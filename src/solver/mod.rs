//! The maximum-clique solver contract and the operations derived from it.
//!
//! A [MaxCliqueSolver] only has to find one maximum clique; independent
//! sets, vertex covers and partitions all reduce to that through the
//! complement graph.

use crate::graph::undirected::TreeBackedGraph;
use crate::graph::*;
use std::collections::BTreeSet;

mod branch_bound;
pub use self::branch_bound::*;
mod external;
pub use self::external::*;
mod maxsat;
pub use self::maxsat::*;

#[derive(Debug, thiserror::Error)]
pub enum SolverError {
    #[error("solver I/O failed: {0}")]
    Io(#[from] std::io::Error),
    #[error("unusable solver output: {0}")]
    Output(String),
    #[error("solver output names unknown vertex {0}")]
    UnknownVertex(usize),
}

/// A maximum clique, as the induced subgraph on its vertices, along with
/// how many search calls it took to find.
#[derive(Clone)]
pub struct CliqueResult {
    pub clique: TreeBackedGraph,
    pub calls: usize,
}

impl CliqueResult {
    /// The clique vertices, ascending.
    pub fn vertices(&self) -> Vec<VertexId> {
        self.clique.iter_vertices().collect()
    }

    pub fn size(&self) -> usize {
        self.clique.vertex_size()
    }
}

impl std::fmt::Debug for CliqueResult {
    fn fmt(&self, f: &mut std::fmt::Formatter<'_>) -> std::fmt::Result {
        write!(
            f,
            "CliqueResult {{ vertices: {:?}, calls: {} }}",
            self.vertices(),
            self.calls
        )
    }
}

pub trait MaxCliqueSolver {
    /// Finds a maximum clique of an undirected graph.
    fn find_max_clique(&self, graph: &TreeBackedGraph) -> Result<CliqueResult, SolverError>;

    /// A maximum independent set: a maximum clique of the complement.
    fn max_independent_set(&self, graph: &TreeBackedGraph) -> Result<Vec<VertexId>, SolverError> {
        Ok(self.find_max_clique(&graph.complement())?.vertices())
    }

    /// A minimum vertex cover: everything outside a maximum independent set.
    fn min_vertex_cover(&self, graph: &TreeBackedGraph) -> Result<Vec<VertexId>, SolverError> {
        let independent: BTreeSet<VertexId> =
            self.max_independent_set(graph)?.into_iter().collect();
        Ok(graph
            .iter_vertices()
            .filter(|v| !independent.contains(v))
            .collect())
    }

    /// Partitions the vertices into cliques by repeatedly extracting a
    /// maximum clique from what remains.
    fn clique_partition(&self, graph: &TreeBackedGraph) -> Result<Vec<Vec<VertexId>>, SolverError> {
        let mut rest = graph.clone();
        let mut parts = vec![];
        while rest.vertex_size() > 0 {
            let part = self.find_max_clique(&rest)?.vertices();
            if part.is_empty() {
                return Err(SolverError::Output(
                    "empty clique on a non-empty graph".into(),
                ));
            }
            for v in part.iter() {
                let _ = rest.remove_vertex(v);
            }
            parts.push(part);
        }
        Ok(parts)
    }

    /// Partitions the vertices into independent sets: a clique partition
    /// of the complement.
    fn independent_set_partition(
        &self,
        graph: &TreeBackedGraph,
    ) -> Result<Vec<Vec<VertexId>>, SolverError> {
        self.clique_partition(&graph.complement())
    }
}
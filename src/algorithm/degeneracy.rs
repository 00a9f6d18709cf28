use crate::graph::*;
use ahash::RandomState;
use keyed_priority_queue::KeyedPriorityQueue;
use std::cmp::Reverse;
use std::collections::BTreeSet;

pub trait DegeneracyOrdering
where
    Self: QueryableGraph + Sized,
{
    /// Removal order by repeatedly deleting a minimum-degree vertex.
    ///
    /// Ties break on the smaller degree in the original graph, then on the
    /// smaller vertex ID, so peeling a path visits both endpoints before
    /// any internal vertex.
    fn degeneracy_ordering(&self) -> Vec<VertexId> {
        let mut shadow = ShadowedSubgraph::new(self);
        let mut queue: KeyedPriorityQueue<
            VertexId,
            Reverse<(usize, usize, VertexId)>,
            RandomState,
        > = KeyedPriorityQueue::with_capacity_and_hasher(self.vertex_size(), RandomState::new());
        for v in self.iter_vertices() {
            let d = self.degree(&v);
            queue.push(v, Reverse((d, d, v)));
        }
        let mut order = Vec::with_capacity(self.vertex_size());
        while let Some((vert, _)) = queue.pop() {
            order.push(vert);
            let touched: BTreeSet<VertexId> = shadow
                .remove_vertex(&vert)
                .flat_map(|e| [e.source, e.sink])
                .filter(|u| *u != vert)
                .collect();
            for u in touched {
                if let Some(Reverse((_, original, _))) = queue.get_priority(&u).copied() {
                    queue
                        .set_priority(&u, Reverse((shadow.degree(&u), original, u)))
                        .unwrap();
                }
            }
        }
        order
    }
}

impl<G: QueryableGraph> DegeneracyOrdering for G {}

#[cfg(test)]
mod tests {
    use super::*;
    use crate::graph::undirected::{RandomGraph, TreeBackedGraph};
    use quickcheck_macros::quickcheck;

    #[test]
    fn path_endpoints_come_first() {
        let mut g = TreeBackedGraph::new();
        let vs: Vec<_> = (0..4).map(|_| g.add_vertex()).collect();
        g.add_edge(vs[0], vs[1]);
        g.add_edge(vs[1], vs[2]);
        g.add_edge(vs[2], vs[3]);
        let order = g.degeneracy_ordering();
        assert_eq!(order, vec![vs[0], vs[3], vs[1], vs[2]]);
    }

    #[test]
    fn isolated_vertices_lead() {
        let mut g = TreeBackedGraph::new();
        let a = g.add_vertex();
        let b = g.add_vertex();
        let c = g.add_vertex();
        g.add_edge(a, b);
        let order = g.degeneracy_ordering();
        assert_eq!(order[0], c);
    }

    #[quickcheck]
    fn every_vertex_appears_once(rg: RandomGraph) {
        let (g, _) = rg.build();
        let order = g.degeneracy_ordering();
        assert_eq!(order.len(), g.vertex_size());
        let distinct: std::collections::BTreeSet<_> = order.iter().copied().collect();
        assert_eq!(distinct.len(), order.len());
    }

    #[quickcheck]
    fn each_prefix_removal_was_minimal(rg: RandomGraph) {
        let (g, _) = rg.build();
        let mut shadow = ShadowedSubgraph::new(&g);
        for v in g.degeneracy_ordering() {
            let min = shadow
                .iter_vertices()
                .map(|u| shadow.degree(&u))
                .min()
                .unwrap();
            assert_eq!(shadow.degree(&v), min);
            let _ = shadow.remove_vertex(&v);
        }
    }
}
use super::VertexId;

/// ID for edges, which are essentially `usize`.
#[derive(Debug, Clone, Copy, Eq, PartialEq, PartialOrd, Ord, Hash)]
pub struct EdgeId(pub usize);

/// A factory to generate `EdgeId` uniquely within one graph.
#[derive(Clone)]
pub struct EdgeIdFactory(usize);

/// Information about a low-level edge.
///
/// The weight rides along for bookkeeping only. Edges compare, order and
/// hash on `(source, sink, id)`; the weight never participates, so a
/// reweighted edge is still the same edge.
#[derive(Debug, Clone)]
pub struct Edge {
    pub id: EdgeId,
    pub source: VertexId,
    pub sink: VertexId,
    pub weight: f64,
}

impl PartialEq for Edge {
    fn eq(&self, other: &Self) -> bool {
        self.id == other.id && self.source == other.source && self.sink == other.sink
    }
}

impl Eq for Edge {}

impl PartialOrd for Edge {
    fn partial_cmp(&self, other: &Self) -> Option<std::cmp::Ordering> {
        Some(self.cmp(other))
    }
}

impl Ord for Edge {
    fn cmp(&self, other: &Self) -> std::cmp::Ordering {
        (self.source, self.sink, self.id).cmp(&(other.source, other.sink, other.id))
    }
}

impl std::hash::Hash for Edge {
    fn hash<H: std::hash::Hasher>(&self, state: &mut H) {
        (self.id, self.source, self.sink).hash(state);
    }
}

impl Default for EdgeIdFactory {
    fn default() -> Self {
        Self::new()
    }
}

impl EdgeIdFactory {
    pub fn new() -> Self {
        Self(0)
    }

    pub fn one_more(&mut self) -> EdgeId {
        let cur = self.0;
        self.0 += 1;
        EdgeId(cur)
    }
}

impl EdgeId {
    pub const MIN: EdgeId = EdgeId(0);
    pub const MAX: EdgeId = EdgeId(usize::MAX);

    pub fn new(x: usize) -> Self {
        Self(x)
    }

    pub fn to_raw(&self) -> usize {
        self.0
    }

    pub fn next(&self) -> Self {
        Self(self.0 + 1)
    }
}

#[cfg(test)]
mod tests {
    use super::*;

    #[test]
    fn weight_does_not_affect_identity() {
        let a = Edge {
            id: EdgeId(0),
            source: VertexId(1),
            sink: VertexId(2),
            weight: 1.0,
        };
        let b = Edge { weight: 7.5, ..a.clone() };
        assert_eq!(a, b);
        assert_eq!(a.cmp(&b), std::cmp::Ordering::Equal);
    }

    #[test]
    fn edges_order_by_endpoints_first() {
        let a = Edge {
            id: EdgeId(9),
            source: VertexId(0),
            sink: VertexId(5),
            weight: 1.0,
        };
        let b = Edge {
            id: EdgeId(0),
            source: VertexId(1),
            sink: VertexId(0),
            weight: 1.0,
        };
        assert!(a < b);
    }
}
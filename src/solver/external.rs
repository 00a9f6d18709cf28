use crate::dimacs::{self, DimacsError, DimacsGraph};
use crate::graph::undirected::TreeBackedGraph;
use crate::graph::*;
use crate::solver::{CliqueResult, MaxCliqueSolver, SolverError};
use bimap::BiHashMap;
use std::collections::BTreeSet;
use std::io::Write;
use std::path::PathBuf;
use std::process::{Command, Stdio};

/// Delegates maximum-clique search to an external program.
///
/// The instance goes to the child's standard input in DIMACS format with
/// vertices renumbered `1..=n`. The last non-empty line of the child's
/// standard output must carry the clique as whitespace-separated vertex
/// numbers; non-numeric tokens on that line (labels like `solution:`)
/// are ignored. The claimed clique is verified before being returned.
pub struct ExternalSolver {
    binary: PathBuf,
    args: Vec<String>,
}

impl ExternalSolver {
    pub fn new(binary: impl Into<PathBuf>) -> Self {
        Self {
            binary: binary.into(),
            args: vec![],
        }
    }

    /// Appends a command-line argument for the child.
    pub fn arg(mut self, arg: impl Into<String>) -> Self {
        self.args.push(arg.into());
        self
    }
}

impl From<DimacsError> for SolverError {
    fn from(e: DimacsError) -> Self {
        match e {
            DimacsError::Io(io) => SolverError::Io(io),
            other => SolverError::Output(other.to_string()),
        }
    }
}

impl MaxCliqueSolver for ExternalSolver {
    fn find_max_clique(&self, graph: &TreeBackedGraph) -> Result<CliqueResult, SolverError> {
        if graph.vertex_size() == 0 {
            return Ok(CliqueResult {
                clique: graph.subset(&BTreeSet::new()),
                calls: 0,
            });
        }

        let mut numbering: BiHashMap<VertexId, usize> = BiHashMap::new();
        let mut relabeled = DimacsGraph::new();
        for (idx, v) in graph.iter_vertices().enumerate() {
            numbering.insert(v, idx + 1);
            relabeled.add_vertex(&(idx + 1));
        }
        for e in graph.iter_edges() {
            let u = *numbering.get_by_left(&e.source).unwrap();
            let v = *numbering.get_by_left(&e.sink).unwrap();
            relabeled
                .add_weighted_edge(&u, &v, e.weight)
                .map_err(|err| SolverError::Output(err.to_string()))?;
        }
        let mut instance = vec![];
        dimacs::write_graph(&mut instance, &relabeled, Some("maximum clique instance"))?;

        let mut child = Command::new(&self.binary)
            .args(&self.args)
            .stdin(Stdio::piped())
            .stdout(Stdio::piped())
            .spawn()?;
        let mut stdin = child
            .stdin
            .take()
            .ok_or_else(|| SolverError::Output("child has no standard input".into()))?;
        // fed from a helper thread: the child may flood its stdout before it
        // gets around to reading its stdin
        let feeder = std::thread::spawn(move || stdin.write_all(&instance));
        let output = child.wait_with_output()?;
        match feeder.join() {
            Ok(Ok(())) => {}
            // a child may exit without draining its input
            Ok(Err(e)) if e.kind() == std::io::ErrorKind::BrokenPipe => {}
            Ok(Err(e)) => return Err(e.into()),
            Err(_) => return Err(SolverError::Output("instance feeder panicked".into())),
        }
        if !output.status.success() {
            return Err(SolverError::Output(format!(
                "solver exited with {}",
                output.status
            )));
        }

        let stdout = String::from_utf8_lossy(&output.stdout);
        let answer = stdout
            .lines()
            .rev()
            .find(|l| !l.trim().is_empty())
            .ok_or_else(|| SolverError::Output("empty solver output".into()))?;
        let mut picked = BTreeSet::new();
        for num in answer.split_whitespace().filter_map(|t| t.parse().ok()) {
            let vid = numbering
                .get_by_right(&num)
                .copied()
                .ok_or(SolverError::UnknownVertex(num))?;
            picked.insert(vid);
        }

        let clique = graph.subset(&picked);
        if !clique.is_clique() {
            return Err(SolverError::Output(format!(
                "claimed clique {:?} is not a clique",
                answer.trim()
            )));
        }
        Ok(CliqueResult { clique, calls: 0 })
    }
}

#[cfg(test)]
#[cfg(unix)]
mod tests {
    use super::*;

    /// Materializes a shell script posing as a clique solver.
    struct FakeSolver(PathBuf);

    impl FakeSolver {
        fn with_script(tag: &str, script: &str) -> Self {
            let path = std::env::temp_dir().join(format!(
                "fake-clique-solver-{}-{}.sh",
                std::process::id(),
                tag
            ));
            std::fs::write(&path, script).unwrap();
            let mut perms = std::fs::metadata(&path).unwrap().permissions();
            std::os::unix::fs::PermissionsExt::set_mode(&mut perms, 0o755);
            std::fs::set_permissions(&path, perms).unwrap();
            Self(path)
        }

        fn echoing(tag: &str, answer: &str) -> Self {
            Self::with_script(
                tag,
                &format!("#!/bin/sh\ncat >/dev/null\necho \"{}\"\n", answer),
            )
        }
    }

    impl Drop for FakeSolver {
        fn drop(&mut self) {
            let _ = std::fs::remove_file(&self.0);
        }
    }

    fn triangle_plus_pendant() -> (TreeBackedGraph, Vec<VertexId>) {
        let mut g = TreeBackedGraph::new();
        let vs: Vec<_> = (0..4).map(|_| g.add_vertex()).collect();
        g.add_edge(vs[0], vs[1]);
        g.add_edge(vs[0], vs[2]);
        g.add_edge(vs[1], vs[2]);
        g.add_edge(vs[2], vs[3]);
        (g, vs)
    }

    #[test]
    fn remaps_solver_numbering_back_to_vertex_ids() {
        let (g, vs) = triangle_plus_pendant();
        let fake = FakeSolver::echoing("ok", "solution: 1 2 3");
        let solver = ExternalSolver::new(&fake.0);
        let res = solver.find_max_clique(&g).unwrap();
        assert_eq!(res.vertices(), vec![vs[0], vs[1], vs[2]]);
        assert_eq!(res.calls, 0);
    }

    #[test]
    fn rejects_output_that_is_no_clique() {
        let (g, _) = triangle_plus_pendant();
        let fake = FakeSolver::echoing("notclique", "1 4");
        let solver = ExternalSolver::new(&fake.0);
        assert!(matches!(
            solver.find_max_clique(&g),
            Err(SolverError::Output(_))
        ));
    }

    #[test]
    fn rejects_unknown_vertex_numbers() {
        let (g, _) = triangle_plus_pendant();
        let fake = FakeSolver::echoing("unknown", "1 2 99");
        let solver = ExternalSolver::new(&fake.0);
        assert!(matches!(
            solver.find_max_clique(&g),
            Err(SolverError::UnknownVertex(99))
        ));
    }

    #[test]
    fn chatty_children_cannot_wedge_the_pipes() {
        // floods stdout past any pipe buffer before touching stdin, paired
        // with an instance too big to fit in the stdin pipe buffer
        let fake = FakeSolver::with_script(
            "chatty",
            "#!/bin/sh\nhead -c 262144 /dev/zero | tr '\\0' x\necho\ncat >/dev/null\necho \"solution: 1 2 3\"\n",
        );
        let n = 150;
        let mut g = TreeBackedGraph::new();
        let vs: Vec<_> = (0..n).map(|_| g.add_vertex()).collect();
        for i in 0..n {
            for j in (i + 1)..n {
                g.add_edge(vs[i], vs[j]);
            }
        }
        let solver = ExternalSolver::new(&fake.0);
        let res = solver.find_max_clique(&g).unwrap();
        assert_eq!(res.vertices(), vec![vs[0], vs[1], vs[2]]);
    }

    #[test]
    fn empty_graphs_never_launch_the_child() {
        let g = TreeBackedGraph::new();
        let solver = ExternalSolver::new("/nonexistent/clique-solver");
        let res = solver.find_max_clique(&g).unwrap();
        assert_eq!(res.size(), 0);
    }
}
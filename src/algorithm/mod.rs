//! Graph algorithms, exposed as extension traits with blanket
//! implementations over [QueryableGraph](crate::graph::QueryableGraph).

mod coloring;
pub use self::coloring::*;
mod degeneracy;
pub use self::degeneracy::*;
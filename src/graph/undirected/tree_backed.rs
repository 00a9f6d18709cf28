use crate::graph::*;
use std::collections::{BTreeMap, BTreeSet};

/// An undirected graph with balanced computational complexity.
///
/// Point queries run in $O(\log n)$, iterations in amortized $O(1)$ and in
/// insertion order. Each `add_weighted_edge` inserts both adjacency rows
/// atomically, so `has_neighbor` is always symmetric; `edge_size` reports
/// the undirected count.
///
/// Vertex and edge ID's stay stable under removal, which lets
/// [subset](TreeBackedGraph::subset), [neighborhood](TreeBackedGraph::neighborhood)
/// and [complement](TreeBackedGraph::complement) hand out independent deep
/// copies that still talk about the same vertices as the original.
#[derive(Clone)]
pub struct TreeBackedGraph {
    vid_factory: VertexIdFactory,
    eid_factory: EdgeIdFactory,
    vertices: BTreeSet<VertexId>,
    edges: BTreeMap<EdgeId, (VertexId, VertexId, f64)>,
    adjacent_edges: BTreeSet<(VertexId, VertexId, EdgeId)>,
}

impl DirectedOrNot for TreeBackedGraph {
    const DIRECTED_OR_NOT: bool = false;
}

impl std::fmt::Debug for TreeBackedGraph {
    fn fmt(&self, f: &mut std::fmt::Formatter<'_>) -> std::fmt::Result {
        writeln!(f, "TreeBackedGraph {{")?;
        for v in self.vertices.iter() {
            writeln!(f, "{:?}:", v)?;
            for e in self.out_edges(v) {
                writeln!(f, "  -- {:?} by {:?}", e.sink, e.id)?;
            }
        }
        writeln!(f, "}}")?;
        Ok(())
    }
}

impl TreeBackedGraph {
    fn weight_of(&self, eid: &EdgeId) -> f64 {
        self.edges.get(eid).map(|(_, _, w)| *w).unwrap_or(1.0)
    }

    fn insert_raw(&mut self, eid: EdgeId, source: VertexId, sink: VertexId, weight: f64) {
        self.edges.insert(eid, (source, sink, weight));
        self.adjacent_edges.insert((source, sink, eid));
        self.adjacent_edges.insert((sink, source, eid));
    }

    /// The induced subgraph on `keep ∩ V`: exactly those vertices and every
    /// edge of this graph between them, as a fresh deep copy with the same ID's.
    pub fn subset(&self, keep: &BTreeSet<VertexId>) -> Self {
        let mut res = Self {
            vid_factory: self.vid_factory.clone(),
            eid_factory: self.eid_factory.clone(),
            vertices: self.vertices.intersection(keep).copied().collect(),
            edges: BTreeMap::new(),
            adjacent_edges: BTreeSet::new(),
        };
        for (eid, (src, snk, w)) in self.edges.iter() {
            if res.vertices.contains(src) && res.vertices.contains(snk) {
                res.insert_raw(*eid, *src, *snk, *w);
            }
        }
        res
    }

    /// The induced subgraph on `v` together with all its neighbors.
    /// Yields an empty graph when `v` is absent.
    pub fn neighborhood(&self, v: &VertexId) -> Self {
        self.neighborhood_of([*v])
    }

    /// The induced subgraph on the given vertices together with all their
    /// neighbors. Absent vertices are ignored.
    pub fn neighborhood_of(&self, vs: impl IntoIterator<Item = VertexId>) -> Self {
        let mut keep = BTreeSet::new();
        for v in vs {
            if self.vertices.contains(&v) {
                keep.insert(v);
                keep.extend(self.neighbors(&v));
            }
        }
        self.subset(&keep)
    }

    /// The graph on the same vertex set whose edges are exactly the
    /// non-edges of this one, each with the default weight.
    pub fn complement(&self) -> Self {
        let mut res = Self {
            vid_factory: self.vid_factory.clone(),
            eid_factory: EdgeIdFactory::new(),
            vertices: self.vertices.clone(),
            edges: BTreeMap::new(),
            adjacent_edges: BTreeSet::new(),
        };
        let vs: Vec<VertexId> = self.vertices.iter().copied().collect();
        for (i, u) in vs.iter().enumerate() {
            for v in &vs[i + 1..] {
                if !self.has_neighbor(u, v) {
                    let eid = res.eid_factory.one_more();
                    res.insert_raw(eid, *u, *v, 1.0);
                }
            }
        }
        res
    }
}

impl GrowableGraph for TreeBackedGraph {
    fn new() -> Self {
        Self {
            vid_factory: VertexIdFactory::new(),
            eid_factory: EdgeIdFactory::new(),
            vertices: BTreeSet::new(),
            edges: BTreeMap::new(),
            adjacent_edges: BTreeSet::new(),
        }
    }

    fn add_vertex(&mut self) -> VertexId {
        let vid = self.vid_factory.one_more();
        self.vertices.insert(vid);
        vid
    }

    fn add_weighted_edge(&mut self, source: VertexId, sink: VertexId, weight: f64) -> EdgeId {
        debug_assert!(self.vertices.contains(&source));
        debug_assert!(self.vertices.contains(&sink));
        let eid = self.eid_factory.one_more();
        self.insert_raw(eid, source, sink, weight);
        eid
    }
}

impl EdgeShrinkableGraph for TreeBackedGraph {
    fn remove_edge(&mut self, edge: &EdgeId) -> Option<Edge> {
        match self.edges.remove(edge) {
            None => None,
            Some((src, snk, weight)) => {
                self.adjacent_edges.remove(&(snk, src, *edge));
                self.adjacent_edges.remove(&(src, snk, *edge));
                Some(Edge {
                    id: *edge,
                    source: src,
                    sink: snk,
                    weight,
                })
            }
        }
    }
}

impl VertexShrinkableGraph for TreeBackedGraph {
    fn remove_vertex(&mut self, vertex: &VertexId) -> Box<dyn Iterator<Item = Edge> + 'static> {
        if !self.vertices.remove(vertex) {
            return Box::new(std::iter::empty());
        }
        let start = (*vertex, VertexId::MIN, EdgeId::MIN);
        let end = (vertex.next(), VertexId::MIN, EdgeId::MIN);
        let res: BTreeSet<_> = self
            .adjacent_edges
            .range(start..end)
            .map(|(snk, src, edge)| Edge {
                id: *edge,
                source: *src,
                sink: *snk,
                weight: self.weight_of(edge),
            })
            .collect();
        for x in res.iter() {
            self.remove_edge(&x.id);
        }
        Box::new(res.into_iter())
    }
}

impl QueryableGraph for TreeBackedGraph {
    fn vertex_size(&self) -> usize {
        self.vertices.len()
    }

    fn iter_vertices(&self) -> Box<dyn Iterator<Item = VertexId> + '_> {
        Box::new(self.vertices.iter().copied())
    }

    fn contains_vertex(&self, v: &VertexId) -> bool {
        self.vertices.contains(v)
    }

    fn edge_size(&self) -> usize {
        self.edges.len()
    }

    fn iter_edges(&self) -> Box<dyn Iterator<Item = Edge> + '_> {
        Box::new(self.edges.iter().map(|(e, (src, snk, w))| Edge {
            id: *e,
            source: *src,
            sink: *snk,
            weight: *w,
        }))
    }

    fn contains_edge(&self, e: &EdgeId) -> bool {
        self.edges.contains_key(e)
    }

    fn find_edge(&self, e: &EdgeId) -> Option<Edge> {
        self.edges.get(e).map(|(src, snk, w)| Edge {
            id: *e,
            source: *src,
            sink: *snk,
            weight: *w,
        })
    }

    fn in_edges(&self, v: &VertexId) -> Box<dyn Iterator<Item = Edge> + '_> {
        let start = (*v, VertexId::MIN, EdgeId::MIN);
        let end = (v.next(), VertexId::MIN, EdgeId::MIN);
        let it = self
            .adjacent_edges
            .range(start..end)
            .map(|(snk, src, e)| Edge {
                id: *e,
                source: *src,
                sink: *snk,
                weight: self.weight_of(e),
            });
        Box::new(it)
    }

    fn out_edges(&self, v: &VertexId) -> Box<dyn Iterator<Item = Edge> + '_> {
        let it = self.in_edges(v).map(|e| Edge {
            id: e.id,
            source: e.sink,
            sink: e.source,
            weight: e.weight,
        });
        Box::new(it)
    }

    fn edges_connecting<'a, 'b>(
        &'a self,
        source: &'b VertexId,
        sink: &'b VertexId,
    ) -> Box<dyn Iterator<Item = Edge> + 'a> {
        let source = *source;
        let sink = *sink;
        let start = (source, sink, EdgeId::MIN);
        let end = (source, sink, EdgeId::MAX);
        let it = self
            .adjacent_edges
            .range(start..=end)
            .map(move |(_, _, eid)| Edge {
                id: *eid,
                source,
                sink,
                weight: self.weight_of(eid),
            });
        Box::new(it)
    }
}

###

Assigned task: Nothing but the lines with "solution" should be returned, copied from the entries above.

Task output:
/// numbers; non-numeric tokens on that line (labels like `solution:`)
        let fake = FakeSolver::echoing("ok", "solution: 1 2 3");
            "#!/bin/sh\nhead -c 262144 /dev/zero | tr '\\0' x\necho\ncat >/dev/null\necho \"solution: 1 2 3\"\n",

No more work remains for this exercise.